# ASSIGNMENT:
Among these records, which lines include "that"? Copy them out.

# PROVIDED RECORDS:

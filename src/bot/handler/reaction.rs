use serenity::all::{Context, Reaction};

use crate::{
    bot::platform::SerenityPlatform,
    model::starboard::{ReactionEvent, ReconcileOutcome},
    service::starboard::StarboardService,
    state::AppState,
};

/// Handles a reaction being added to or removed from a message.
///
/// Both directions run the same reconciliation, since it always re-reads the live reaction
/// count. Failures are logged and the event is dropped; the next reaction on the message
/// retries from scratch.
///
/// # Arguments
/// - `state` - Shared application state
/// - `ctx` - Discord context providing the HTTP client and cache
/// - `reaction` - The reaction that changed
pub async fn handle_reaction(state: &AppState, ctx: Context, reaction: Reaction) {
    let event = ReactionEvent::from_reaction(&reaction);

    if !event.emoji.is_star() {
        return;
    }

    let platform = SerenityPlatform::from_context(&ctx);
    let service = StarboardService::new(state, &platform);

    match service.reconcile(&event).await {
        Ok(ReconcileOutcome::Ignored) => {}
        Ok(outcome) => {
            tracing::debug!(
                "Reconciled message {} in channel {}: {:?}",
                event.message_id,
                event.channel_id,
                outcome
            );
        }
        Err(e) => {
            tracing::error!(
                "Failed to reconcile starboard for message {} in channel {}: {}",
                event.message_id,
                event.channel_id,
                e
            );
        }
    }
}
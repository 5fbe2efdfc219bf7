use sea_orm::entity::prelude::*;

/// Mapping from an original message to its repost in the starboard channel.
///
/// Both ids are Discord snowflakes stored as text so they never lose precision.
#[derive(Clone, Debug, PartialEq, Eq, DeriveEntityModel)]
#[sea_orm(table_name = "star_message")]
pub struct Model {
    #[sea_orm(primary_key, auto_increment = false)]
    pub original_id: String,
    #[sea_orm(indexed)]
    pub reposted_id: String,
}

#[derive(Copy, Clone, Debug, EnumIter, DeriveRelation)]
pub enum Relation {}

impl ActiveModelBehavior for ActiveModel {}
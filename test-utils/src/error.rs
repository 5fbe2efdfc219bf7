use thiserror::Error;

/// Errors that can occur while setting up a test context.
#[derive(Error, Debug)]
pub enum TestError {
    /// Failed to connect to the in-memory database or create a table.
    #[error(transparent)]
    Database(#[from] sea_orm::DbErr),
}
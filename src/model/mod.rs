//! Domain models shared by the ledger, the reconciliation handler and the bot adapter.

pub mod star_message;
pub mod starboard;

# ANSWER BOX:
/// - `reaction` - The reaction that changed
/// Errors that can occur while setting up a test context.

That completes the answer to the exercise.